What do you all make of the precipitation forecast at http://forecast.io for the Boston area? Does "0.2 in/hr" mean one-fifth of an inch per hour? It seems to me, given the severity of the current blizzard, they must mean something closer to two inches per hour. I made an attempt at visually integrating the curve they show, and it yielded a total snowfall of 3 inches for the coming week. That can't be what they mean. Did I mis-integrate? Or have they mis-labeled their vertical axis? Jim Propp
My guess is that these data points are strictly inches of liquid water. I think an approximate conversion to inches of snow would have you multiply (depending on the snow type) by anywhere from 8 to 14.
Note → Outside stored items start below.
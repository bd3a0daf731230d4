use serde::{Deserialize, Serialize};

use crate::constants::*;

/// Block and item identifiers. The discriminant is the stored byte.
#[repr(u8)]
#[derive(Clone, Copy, PartialEq, Eq, Hash, Debug, Default, Serialize, Deserialize)]
pub enum BlockType {
    #[default]
    Air = 0,
    Grass = 1,
    Dirt = 2,
    Stone = 3,
    Sand = 4,
    Water = 5,
    Wood = 6,
    Leaves = 7,
    Planks = 8,
    Bedrock = 9,
    // Inventory-only ids, never stored in a chunk by generation
    Stick = 100,
    Apple = 101,
}

impl BlockType {
    pub const ALL: [BlockType; 12] = [
        BlockType::Air,
        BlockType::Grass,
        BlockType::Dirt,
        BlockType::Stone,
        BlockType::Sand,
        BlockType::Water,
        BlockType::Wood,
        BlockType::Leaves,
        BlockType::Planks,
        BlockType::Bedrock,
        BlockType::Stick,
        BlockType::Apple,
    ];

    pub fn id(self) -> u8 {
        self as u8
    }

    pub fn from_id(id: u8) -> Option<Self> {
        Self::ALL.iter().copied().find(|b| b.id() == id)
    }

    pub fn is_air(&self) -> bool {
        *self == BlockType::Air
    }

    pub fn is_solid(&self) -> bool {
        !matches!(self, BlockType::Air | BlockType::Water) && !self.is_item()
    }

    pub fn is_item(&self) -> bool {
        matches!(self, BlockType::Stick | BlockType::Apple)
    }

    /// Whether the player may put this id into the world.
    pub fn is_placeable(&self) -> bool {
        !self.is_air() && !self.is_item() && *self != BlockType::Bedrock
    }

    pub fn is_tree_part(&self) -> bool {
        matches!(self, BlockType::Wood | BlockType::Leaves)
    }

    /// Ground that keeps a tree standing when it sits directly below a tree block.
    pub fn supports_tree(&self) -> bool {
        !matches!(
            self,
            BlockType::Air | BlockType::Wood | BlockType::Leaves | BlockType::Water
        )
    }

    pub fn tex_top(&self) -> f32 {
        match self {
            BlockType::Grass => TEX_GRASS_TOP,
            BlockType::Dirt => TEX_DIRT,
            BlockType::Stone => TEX_STONE,
            BlockType::Sand => TEX_SAND,
            BlockType::Water => TEX_WATER,
            BlockType::Wood => TEX_WOOD_TOP,
            BlockType::Leaves => TEX_LEAVES,
            BlockType::Planks => TEX_PLANKS,
            BlockType::Bedrock => TEX_BEDROCK,
            BlockType::Air | BlockType::Stick | BlockType::Apple => 0.0,
        }
    }

    pub fn tex_side(&self) -> f32 {
        match self {
            BlockType::Grass => TEX_GRASS_SIDE,
            BlockType::Wood => TEX_WOOD_SIDE,
            _ => self.tex_top(),
        }
    }

    pub fn tex_bottom(&self) -> f32 {
        match self {
            BlockType::Grass => TEX_DIRT,
            _ => self.tex_top(),
        }
    }
}

#[cfg(test)]
mod tests {
    use super::*;

    #[test]
    fn ids_map_back_to_blocks() {
        for block in BlockType::ALL {
            assert_eq!(BlockType::from_id(block.id()), Some(block));
        }
        assert_eq!(BlockType::from_id(42), None);
        assert_eq!(BlockType::default(), BlockType::Air);
    }

    #[test]
    fn classification() {
        assert!(BlockType::Stone.is_solid());
        assert!(!BlockType::Water.is_solid());
        assert!(!BlockType::Apple.is_solid());
        assert!(BlockType::Stick.is_item());
        assert!(!BlockType::Stick.is_placeable());
        assert!(!BlockType::Air.is_placeable());
        assert!(BlockType::Planks.is_placeable());
        assert!(BlockType::Leaves.is_tree_part());
        assert!(BlockType::Dirt.supports_tree());
        assert!(!BlockType::Water.supports_tree());
        assert!(!BlockType::Wood.supports_tree());
    }

    #[test]
    fn grass_uses_distinct_faces() {
        assert_eq!(BlockType::Grass.tex_top(), TEX_GRASS_TOP);
        assert_eq!(BlockType::Grass.tex_side(), TEX_GRASS_SIDE);
        assert_eq!(BlockType::Grass.tex_bottom(), TEX_DIRT);
        assert_eq!(BlockType::Stone.tex_side(), BlockType::Stone.tex_bottom());
    }
}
On Jan 26, 2015, at 4:33 PM, James Propp <jamespropp@gmail.com> wrote:
Does "0.2 in/hr" mean one-fifth of an inch per hour? It seems to me, given the severity of the current blizzard, they must mean something closer to two inches per hour.
Which reminds me of a question I had. During a rainstorm/snowstorm, how does visibility relate to the density of liquid water/snow in the air?
-----Original Message----- From: math-fun [mailto:math-fun-bounces@mailman.xmission.com] On Behalf Of Hans Havermann Sent: Monday, January 26, 2015 5:30 PM To: math-fun Subject: Re: [math-fun] Let it snow
My guess is that these data points are strictly inches of liquid water. I think an approximate conversion to inches of snow would have you multiply (depending on the snow type) by anywhere from 8 to 14.
On Jan 26, 2015, at 4:33 PM, James Propp <jamespropp@gmail.com> wrote:
Does "0.2 in/hr" mean one-fifth of an inch per hour? It seems to me, given the severity of the current blizzard, they must mean something closer to two inches per hour.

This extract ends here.